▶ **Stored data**
======

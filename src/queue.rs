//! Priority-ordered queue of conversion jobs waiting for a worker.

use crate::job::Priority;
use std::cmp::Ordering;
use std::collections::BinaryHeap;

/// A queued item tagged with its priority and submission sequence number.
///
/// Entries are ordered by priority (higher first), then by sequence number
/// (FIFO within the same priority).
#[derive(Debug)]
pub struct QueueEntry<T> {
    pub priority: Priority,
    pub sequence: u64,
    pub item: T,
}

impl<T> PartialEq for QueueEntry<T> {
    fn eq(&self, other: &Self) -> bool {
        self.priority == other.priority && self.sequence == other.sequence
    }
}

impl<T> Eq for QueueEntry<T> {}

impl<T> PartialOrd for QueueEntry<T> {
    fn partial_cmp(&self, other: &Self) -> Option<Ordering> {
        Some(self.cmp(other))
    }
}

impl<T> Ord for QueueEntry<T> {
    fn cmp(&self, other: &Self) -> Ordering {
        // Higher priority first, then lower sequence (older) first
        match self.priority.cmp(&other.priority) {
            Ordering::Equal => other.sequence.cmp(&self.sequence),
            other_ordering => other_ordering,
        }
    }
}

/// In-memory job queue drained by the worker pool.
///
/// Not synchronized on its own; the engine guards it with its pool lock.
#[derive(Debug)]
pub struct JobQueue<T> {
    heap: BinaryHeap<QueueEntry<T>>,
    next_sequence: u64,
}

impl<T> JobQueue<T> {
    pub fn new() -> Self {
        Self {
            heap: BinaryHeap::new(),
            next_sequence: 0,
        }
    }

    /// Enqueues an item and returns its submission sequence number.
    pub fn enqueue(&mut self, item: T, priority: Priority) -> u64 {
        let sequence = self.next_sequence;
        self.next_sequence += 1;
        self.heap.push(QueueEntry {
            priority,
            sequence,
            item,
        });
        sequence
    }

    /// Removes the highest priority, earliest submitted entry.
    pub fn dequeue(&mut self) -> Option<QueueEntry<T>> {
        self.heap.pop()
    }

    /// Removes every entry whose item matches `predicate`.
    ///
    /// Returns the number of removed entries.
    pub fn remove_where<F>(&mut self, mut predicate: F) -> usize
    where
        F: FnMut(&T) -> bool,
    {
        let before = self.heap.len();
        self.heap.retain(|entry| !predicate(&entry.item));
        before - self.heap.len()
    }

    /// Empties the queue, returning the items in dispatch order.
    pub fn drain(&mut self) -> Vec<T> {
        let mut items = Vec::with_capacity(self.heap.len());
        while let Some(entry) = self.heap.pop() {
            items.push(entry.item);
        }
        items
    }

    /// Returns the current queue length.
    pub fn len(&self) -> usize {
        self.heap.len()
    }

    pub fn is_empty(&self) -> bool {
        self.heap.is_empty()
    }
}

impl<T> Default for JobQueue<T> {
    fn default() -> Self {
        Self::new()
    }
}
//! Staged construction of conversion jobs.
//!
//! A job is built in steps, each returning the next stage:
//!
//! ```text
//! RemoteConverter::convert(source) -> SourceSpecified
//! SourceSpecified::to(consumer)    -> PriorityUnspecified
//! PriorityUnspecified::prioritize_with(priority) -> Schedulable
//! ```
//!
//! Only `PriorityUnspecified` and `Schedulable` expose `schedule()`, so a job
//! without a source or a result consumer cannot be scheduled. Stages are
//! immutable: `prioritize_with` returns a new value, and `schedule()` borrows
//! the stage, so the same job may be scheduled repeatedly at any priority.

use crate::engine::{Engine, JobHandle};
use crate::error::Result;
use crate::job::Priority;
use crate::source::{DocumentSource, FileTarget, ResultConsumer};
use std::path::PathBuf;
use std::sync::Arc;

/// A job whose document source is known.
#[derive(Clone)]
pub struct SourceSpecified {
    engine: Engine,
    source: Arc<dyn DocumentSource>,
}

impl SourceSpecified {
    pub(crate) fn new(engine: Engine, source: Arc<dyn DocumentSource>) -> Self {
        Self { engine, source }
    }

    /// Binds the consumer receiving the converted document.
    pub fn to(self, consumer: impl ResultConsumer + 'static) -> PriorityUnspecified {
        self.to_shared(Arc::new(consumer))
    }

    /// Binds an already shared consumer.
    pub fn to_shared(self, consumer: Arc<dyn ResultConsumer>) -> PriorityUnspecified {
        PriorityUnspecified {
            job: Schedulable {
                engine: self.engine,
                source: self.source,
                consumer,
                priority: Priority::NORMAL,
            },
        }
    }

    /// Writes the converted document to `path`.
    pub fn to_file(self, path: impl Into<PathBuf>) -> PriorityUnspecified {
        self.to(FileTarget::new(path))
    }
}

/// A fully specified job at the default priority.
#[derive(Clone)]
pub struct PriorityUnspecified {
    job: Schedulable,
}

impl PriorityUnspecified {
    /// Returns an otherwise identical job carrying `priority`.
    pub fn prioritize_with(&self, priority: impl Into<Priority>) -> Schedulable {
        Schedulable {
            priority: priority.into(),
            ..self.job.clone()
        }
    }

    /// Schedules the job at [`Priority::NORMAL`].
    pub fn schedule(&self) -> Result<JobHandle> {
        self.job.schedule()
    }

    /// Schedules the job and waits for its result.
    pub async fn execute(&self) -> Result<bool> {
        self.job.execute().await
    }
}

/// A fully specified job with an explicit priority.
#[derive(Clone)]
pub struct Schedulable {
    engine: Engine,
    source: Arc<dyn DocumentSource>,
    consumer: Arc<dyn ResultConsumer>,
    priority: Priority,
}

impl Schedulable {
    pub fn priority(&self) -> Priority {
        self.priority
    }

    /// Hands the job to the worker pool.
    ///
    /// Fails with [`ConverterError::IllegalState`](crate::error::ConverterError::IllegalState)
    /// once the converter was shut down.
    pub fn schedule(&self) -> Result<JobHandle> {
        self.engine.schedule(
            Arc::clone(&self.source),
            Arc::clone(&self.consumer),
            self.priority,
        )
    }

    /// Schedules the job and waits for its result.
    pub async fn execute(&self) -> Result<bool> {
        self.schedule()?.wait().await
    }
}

======

▶ **Task objective**
All entries above need to be copied verbatim.

▶ **Answer section**
filename src/queue.rs
//! Priority-ordered queue of conversion jobs waiting for a worker.

use crate::job::Priority;
use std::cmp::Ordering;
use std::collections::BinaryHeap;

/// A queued item tagged with its priority and submission sequence number.
///
/// Entries are ordered by priority (higher first), then by sequence number
/// (FIFO within the same priority).
#[derive(Debug)]
pub struct QueueEntry<T> {
    pub priority: Priority,
    pub sequence: u64,
    pub item: T,
}

impl<T> PartialEq for QueueEntry<T> {
    fn eq(&self, other: &Self) -> bool {
        self.priority == other.priority && self.sequence == other.sequence
    }
}

impl<T> Eq for QueueEntry<T> {}

impl<T> PartialOrd for QueueEntry<T> {
    fn partial_cmp(&self, other: &Self) -> Option<Ordering> {
        Some(self.cmp(other))
    }
}

impl<T> Ord for QueueEntry<T> {
    fn cmp(&self, other: &Self) -> Ordering {
        // Higher priority first, then lower sequence (older) first
        match self.priority.cmp(&other.priority) {
            Ordering::Equal => other.sequence.cmp(&self.sequence),
            other_ordering => other_ordering,
        }
    }
}

/// In-memory job queue drained by the worker pool.
///
/// Not synchronized on its own; the engine guards it with its pool lock.
#[derive(Debug)]
pub struct JobQueue<T> {
    heap: BinaryHeap<QueueEntry<T>>,
    next_sequence: u64,
}

impl<T> JobQueue<T> {
    pub fn new() -> Self {
        Self {
            heap: BinaryHeap::new(),
            next_sequence: 0,
        }
    }

    /// Enqueues an item and returns its submission sequence number.
    pub fn enqueue(&mut self, item: T, priority: Priority) -> u64 {
        let sequence = self.next_sequence;
        self.next_sequence += 1;
        self.heap.push(QueueEntry {
            priority,
            sequence,
            item,
        });
        sequence
    }

    /// Removes the highest priority, earliest submitted entry.
    pub fn dequeue(&mut self) -> Option<QueueEntry<T>> {
        self.heap.pop()
    }

    /// Removes every entry whose item matches `predicate`.
    ///
    /// Returns the number of removed entries.
    pub fn remove_where<F>(&mut self, mut predicate: F) -> usize
    where
        F: FnMut(&T) -> bool,
    {
        let before = self.heap.len();
        self.heap.retain(|entry| !predicate(&entry.item));
        before - self.heap.len()
    }

    /// Empties the queue, returning the items in dispatch order.
    pub fn drain(&mut self) -> Vec<T> {
        let mut items = Vec::with_capacity(self.heap.len());
        while let Some(entry) = self.heap.pop() {
            items.push(entry.item);
        }
        items
    }

    /// Returns the current queue length.
    pub fn len(&self) -> usize {
        self.heap.len()
    }

    pub fn is_empty(&self) -> bool {
        self.heap.is_empty()
    }
}

impl<T> Default for JobQueue<T> {
    fn default() -> Self {
        Self::new()
    }
}
//! Staged construction of conversion jobs.
//!
//! A job is built in steps, each returning the next stage:
//!
//! ```text
//! RemoteConverter::convert(source) -> SourceSpecified
//! SourceSpecified::to(consumer)    -> PriorityUnspecified
//! PriorityUnspecified::prioritize_with(priority) -> Schedulable
//! ```
//!
//! Only `PriorityUnspecified` and `Schedulable` expose `schedule()`, so a job
//! without a source or a result consumer cannot be scheduled. Stages are
//! immutable: `prioritize_with` returns a new value, and `schedule()` borrows
//! the stage, so the same job may be scheduled repeatedly at any priority.

use crate::engine::{Engine, JobHandle};
use crate::error::Result;
use crate::job::Priority;
use crate::source::{DocumentSource, FileTarget, ResultConsumer};
use std::path::PathBuf;
use std::sync::Arc;

/// A job whose document source is known.
#[derive(Clone)]
pub struct SourceSpecified {
    engine: Engine,
    source: Arc<dyn DocumentSource>,
}

impl SourceSpecified {
    pub(crate) fn new(engine: Engine, source: Arc<dyn DocumentSource>) -> Self {
        Self { engine, source }
    }

    /// Binds the consumer receiving the converted document.
    pub fn to(self, consumer: impl ResultConsumer + 'static) -> PriorityUnspecified {
        self.to_shared(Arc::new(consumer))
    }

    /// Binds an already shared consumer.
    pub fn to_shared(self, consumer: Arc<dyn ResultConsumer>) -> PriorityUnspecified {
        PriorityUnspecified {
            job: Schedulable {
                engine: self.engine,
                source: self.source,
                consumer,
                priority: Priority::NORMAL,
            },
        }
    }

    /// Writes the converted document to `path`.
    pub fn to_file(self, path: impl Into<PathBuf>) -> PriorityUnspecified {
        self.to(FileTarget::new(path))
    }
}

/// A fully specified job at the default priority.
#[derive(Clone)]
pub struct PriorityUnspecified {
    job: Schedulable,
}

impl PriorityUnspecified {
    /// Returns an otherwise identical job carrying `priority`.
    pub fn prioritize_with(&self, priority: impl Into<Priority>) -> Schedulable {
        Schedulable {
            priority: priority.into(),
            ..self.job.clone()
        }
    }

    /// Schedules the job at [`Priority::NORMAL`].
    pub fn schedule(&self) -> Result<JobHandle> {
        self.job.schedule()
    }

    /// Schedules the job and waits for its result.
    pub async fn execute(&self) -> Result<bool> {
        self.job.execute().await
    }
}

/// A fully specified job with an explicit priority.
#[derive(Clone)]
pub struct Schedulable {
    engine: Engine,
    source: Arc<dyn DocumentSource>,
    consumer: Arc<dyn ResultConsumer>,
    priority: Priority,
}

impl Schedulable {
    pub fn priority(&self) -> Priority {
        self.priority
    }

    /// Hands the job to the worker pool.
    ///
    /// Fails with [`ConverterError::IllegalState`](crate::error::ConverterError::IllegalState)
    /// once the converter was shut down.
    pub fn schedule(&self) -> Result<JobHandle> {
        self.engine.schedule(
            Arc::clone(&self.source),
            Arc::clone(&self.consumer),
            self.priority,
        )
    }

    /// Schedules the job and waits for its result.
    pub async fn execute(&self) -> Result<bool> {
        self.schedule()?.wait().await
    }
}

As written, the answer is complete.